Factorial Calculator
Calculate the factorial of any whole number (n!) instantly, with a step-by-step product chain and a quick-reference table of small factorials.
Frequently Asked Questions
What is a factorial and how is it calculated?
The factorial of a non-negative integer n, written n!, is the product of all positive integers from 1 to n: n! = n × (n−1) × (n−2) × … × 2 × 1. Examples: 0! = 1 (by convention); 1! = 1; 2! = 2; 3! = 6; 4! = 24; 5! = 120; 6! = 720; 7! = 5,040; 8! = 40,320; 9! = 362,880; 10! = 3,628,800. The 0!=1 convention is not arbitrary — it makes the combinatorics formulas work correctly for edge cases like "choose 0 from n."
What are the main real-world applications of factorials?
Factorials appear throughout mathematics and science: Permutations — the number of ways to arrange n distinct objects in order is n! (e.g. 5 books on a shelf = 5! = 120 arrangements). Combinations — choosing r items from n: C(n,r) = n! ÷ (r! × (n−r)!). Probability — poker hand probabilities use C(52,5) = 52!/(5!×47!). Calculus — Taylor series: eˣ = 1 + x + x²/2! + x³/3! + … Physics — Stirling's approximation (ln n! ≈ n ln n − n) is used in statistical mechanics and thermodynamics.
Why do factorials grow so fast?
Factorials are a product of increasing multipliers, so they grow superexponentially — faster than any exponential function like 2ⁿ. Quick scale reference: 10! ≈ 3.6 million; 15! ≈ 1.3 trillion; 20! ≈ 2.4 × 10¹⁸; 25! ≈ 1.6 × 10²⁵; 52! ≈ 8 × 10⁶⁷ (the number of ways to shuffle a deck of cards — more than the estimated number of atoms in the observable universe, which is ~10⁸⁰). This explosive growth is why even 100! (about 9.3 × 10¹⁵⁷) requires arbitrary-precision arithmetic to represent exactly.
What is the connection between factorials and permutations vs. combinations?
Permutations count ordered arrangements; combinations count unordered selections. Permutations (order matters): P(n,r) = n! ÷ (n−r)!. Example: arranging 3 of 5 letters = P(5,3) = 5!/2! = 60. Combinations (order does not matter): C(n,r) = n! ÷ (r! × (n−r)!). Example: choosing 3 from 5 = C(5,3) = 5!/(3!×2!) = 10. The relationship: C(n,r) = P(n,r) ÷ r! — since each combination corresponds to r! permutations of the same items. Lottery odds use combinations: C(49,6) = 49!/(6!×43!) ≈ 14 million (why winning is so rare).

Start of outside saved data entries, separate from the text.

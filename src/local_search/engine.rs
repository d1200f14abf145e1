//! Local search driver combining the move operators.

use std::str::FromStr;

use serde::{Deserialize, Serialize};
use tracing::trace;

use crate::evaluation::{Context, Objective};
use crate::models::{Route, Solution};

use super::exchange::exchange_pass;
use super::relocate::relocate_pass;
use super::two_opt::two_opt_pass;

/// A move operator the local search can apply.
#[derive(Debug, Clone, Copy, PartialEq, Eq, Hash, Serialize, Deserialize)]
#[serde(rename_all = "kebab-case")]
pub enum Operator {
    /// Intra-route segment reversal.
    TwoOpt,
    /// Inter-route tail exchange (2-opt*).
    Exchange,
    /// Inter-route single-customer relocation.
    Relocate,
}

impl Operator {
    /// Every operator, in the order the search applies them.
    pub const ALL: [Operator; 3] = [Operator::TwoOpt, Operator::Exchange, Operator::Relocate];

    pub fn name(&self) -> &'static str {
        match self {
            Operator::TwoOpt => "two-opt",
            Operator::Exchange => "exchange",
            Operator::Relocate => "relocate",
        }
    }
}

impl std::fmt::Display for Operator {
    fn fmt(&self, f: &mut std::fmt::Formatter<'_>) -> std::fmt::Result {
        f.write_str(self.name())
    }
}

/// Returned when an operator name is not recognized.
#[derive(Debug, Clone, PartialEq, Eq)]
pub struct UnknownOperatorError {
    name: String,
}

impl std::fmt::Display for UnknownOperatorError {
    fn fmt(&self, f: &mut std::fmt::Formatter<'_>) -> std::fmt::Result {
        write!(
            f,
            "unknown local search operator '{}' (expected one of: two-opt, exchange, relocate)",
            self.name
        )
    }
}

impl std::error::Error for UnknownOperatorError {}

impl FromStr for Operator {
    type Err = UnknownOperatorError;

    fn from_str(s: &str) -> Result<Self, Self::Err> {
        match s.trim().to_ascii_lowercase().as_str() {
            "two-opt" | "2-opt" | "2opt" | "two_opt" => Ok(Operator::TwoOpt),
            "exchange" | "2-opt*" | "cross" => Ok(Operator::Exchange),
            "relocate" | "relocation" => Ok(Operator::Relocate),
            _ => Err(UnknownOperatorError { name: s.to_string() }),
        }
    }
}

/// Descent over the enabled operators until none improves.
///
/// Each pass runs every enabled operator in [`Operator::ALL`] order; a move
/// is applied only if it lowers the objective under the given context. The
/// search works on a private copy and returns a new solution. It is
/// deterministic: equal inputs give equal outputs.
///
/// # Examples
///
/// ```
/// use gls_routing::evaluation::{Context, Objective};
/// use gls_routing::local_search::{LocalSearch, Operator};
/// use gls_routing::models::{CostModel, Customer, Route, Solution};
///
/// let model = CostModel::euclidean(
///     vec![
///         Customer::depot(0.0, 0.0),
///         Customer::new(1, 0.0, 1.0, 1, 0.0),
///         Customer::new(2, 1.0, 1.0, 1, 0.0),
///         Customer::new(3, 1.0, 0.0, 1, 0.0),
///     ],
///     1,
///     10,
/// )
/// .unwrap();
/// let objective = Objective::new(&model);
/// let crossed = Solution::new(vec![Route::new(0, vec![1, 3, 2])]);
///
/// let search = LocalSearch::new(objective).excluding(&[Operator::Relocate]);
/// let improved = search.improve(&crossed, &Context::Plain);
/// assert!((objective.evaluate(&improved, &Context::Plain) - 4.0).abs() < 1e-10);
/// ```
#[derive(Debug, Clone)]
pub struct LocalSearch<'a> {
    objective: Objective<'a>,
    operators: Vec<Operator>,
}

impl<'a> LocalSearch<'a> {
    /// A search using every operator.
    pub fn new(objective: Objective<'a>) -> Self {
        Self {
            objective,
            operators: Operator::ALL.to_vec(),
        }
    }

    /// Disables the given operators.
    pub fn excluding(mut self, excluded: &[Operator]) -> Self {
        self.operators.retain(|op| !excluded.contains(op));
        self
    }

    /// Operators still enabled, in application order.
    pub fn operators(&self) -> &[Operator] {
        &self.operators
    }

    /// Runs the descent from `solution` to a local optimum under `ctx`.
    pub fn improve(&self, solution: &Solution, ctx: &Context<'_>) -> Solution {
        let depot = self.objective.model().depot();
        let mut routes: Vec<Vec<usize>> = solution
            .routes()
            .iter()
            .map(|r| r.customers().to_vec())
            .collect();

        let mut passes = 0usize;
        loop {
            passes += 1;
            let mut improved = false;
            for op in &self.operators {
                let changed = match op {
                    Operator::TwoOpt => two_opt_pass(&mut routes, &self.objective, ctx),
                    Operator::Exchange => exchange_pass(&mut routes, &self.objective, ctx),
                    Operator::Relocate => relocate_pass(&mut routes, &self.objective, ctx),
                };
                if changed {
                    trace!(operator = %op, pass = passes, "operator improved solution");
                }
                improved |= changed;
            }
            if !improved {
                break;
            }
        }

        Solution::new(routes.into_iter().map(|c| Route::new(depot, c)).collect())
            .with_unassigned(solution.unassigned().to_vec())
    }
}

/// Improves `solution` with every operator except `excluded`.
pub fn local_search(
    objective: Objective<'_>,
    solution: &Solution,
    ctx: &Context<'_>,
    excluded: &[Operator],
) -> Solution {
    LocalSearch::new(objective)
        .excluding(excluded)
        .improve(solution, ctx)
}
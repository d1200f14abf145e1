//! Plain and penalty-augmented objective.

use std::collections::HashSet;

use crate::gls::{Edge, FeatureSet, PenaltyMap};
use crate::models::{CostModel, Route, Solution};

/// Penalty state handed to the objective during one GLS iteration.
#[derive(Debug, Clone, Copy)]
pub struct PenaltyContext<'a> {
    /// Features currently eligible for penalization.
    pub features: &'a FeatureSet,
    /// Accumulated penalty counts.
    pub penalties: &'a PenaltyMap,
    /// Penalty weight (lambda).
    pub lambda: f64,
    /// Lets local search accept capacity-violating moves.
    pub ignore_feasibility: bool,
}

impl<'a> PenaltyContext<'a> {
    pub fn new(features: &'a FeatureSet, penalties: &'a PenaltyMap, lambda: f64) -> Self {
        Self {
            features,
            penalties,
            lambda,
            ignore_feasibility: false,
        }
    }

    pub fn with_ignore_feasibility(mut self, ignore: bool) -> Self {
        self.ignore_feasibility = ignore;
        self
    }
}

/// What the objective measures.
#[derive(Debug, Clone, Copy)]
pub enum Context<'a> {
    /// Total travel distance.
    Plain,
    /// Travel distance of the route at this index only.
    Route(usize),
    /// Distance plus GLS penalties.
    Penalized(PenaltyContext<'a>),
}

impl Context<'_> {
    /// Whether moves evaluated under this context must respect capacity.
    pub fn enforces_feasibility(&self) -> bool {
        !matches!(
            self,
            Context::Penalized(PenaltyContext {
                ignore_feasibility: true,
                ..
            })
        )
    }
}

/// Objective function over solutions of one [`CostModel`].
///
/// Evaluation is deterministic: routes are summed in solution order, edges
/// in route order, and penalty terms in feature order.
///
/// # Examples
///
/// ```
/// use gls_routing::evaluation::{Context, Objective};
/// use gls_routing::models::{CostModel, Customer, Route, Solution};
///
/// let model = CostModel::euclidean(
///     vec![
///         Customer::depot(0.0, 0.0),
///         Customer::new(1, 3.0, 4.0, 1, 0.0),
///         Customer::new(2, 0.0, 8.0, 1, 0.0),
///     ],
///     2,
///     10,
/// )
/// .unwrap();
/// let objective = Objective::new(&model);
/// let sol = Solution::new(vec![Route::new(0, vec![1]), Route::new(0, vec![2])]);
///
/// assert!((objective.evaluate(&sol, &Context::Plain) - 26.0).abs() < 1e-10);
/// assert!((objective.evaluate(&sol, &Context::Route(1)) - 16.0).abs() < 1e-10);
/// ```
#[derive(Debug, Clone, Copy)]
pub struct Objective<'a> {
    model: &'a CostModel,
}

impl<'a> Objective<'a> {
    pub fn new(model: &'a CostModel) -> Self {
        Self { model }
    }

    pub fn model(&self) -> &'a CostModel {
        self.model
    }

    /// Value of `solution` under `ctx`.
    ///
    /// - `Plain`: sum of every route's distance.
    /// - `Route(i)`: distance of route `i` (panics if out of range).
    /// - `Penalized`: distance plus `lambda * p(e) * cost(e)` for every
    ///   context feature `e` that the solution uses.
    pub fn evaluate(&self, solution: &Solution, ctx: &Context<'_>) -> f64 {
        match ctx {
            Context::Plain => self.distance(solution),
            Context::Route(index) => self.route_distance(&solution.routes()[*index]),
            Context::Penalized(p) => {
                let used: HashSet<Edge> = solution.edges().map(Edge::from).collect();
                let penalty: f64 = p
                    .features
                    .iter()
                    .filter(|e| used.contains(e))
                    .fold(0.0, |acc, e| {
                        acc + f64::from(p.penalties.get(e)) * self.model.cost(e.from, e.to)
                    });
                self.distance(solution) + p.lambda * penalty
            }
        }
    }

    /// Total travel distance of `solution`.
    ///
    /// Folds from `+0.0`: an empty solution measures `0.0`, never `-0.0`.
    pub fn distance(&self, solution: &Solution) -> f64 {
        solution
            .routes()
            .iter()
            .fold(0.0, |acc, r| acc + self.route_distance(r))
    }

    /// Travel distance of one route, depot legs included.
    pub fn route_distance(&self, route: &Route) -> f64 {
        route
            .edges()
            .fold(0.0, |acc, (a, b)| acc + self.model.cost(a, b))
    }

    /// Weight of traversing `from -> to` under `ctx`.
    ///
    /// Summing arc weights over a solution's edges reproduces
    /// [`evaluate`](Self::evaluate) for plain and penalized contexts, which
    /// lets moves be scored by the arcs they add and remove.
    #[inline]
    pub fn arc(&self, from: usize, to: usize, ctx: &Context<'_>) -> f64 {
        let cost = self.model.cost(from, to);
        match ctx {
            Context::Penalized(p) => {
                let edge = Edge::new(from, to);
                if p.features.contains(edge) {
                    cost + p.lambda * f64::from(p.penalties.get(edge)) * cost
                } else {
                    cost
                }
            }
            _ => cost,
        }
    }

    /// Sum of arc weights along `depot -> customers... -> depot`.
    pub fn sequence_weight(&self, customers: &[usize], ctx: &Context<'_>) -> f64 {
        let depot = self.model.depot();
        match (customers.first(), customers.last()) {
            (Some(&first), Some(&last)) => {
                self.arc(depot, first, ctx)
                    + customers
                        .windows(2)
                        .map(|w| self.arc(w[0], w[1], ctx))
                        .sum::<f64>()
                    + self.arc(last, depot, ctx)
            }
            _ => 0.0,
        }
    }
}
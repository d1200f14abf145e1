//! Route and visit types.

use serde::{Deserialize, Serialize};

/// Timing and load at one stop of a route, as computed by
/// [`RouteEvaluator`](crate::evaluation::RouteEvaluator).
#[derive(Debug, Clone, PartialEq, Serialize, Deserialize)]
pub struct Visit {
    /// Customer visited.
    pub customer_id: usize,
    /// Arrival time at this customer.
    pub arrival_time: f64,
    /// Departure time (arrival + waiting + service duration).
    pub departure_time: f64,
    /// Cumulative load after this visit.
    pub load_after: u64,
}

/// An ordered sequence of customers served by one vehicle.
///
/// The route starts and ends at `depot`; the depot is implicit and not
/// stored among the customers. Routes are values: improving a route means
/// building a new one.
///
/// # Examples
///
/// ```
/// use gls_routing::models::Route;
///
/// let route = Route::new(0, vec![3, 1, 2]);
/// assert_eq!(route.path(), vec![0, 3, 1, 2, 0]);
/// assert_eq!(route.edges().count(), 4);
/// ```
#[derive(Debug, Clone, PartialEq, Eq, Hash, Serialize, Deserialize)]
pub struct Route {
    depot: usize,
    customers: Vec<usize>,
}

impl Route {
    /// Creates a route visiting `customers` in order from and back to `depot`.
    pub fn new(depot: usize, customers: Vec<usize>) -> Self {
        Self { depot, customers }
    }

    pub fn depot(&self) -> usize {
        self.depot
    }

    /// Customers in visit order (depot excluded).
    pub fn customers(&self) -> &[usize] {
        &self.customers
    }

    /// Number of customers served (depot excluded).
    pub fn len(&self) -> usize {
        self.customers.len()
    }

    pub fn is_empty(&self) -> bool {
        self.customers.is_empty()
    }

    /// Full node sequence, depot included at both ends.
    pub fn path(&self) -> Vec<usize> {
        let mut path = Vec::with_capacity(self.customers.len() + 2);
        path.push(self.depot);
        path.extend_from_slice(&self.customers);
        path.push(self.depot);
        path
    }

    /// Consecutive `(from, to)` pairs, depot legs included.
    ///
    /// An empty route yields no edges.
    pub fn edges(&self) -> impl Iterator<Item = (usize, usize)> + '_ {
        let inner = self.customers.windows(2).map(|w| (w[0], w[1]));
        let first = self.customers.first().map(|&c| (self.depot, c));
        let last = self.customers.last().map(|&c| (c, self.depot));
        first.into_iter().chain(inner).chain(last)
    }
}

What is the gamma function and how does it extend factorials?
Factorials are only defined for non-negative integers, but the Gamma function Γ(n) extends the concept to real and complex numbers: Γ(n) = (n−1)! for positive integers, and Γ(1/2) = √π ≈ 1.772. This means you can compute "half-factorial": (1/2)! = Γ(3/2) = √π/2 ≈ 0.886. The Gamma function appears in probability distributions (chi-squared, beta, Student's t), physics (quantum mechanics, statistical mechanics), and complex analysis. It is one of the most important functions in advanced mathematics.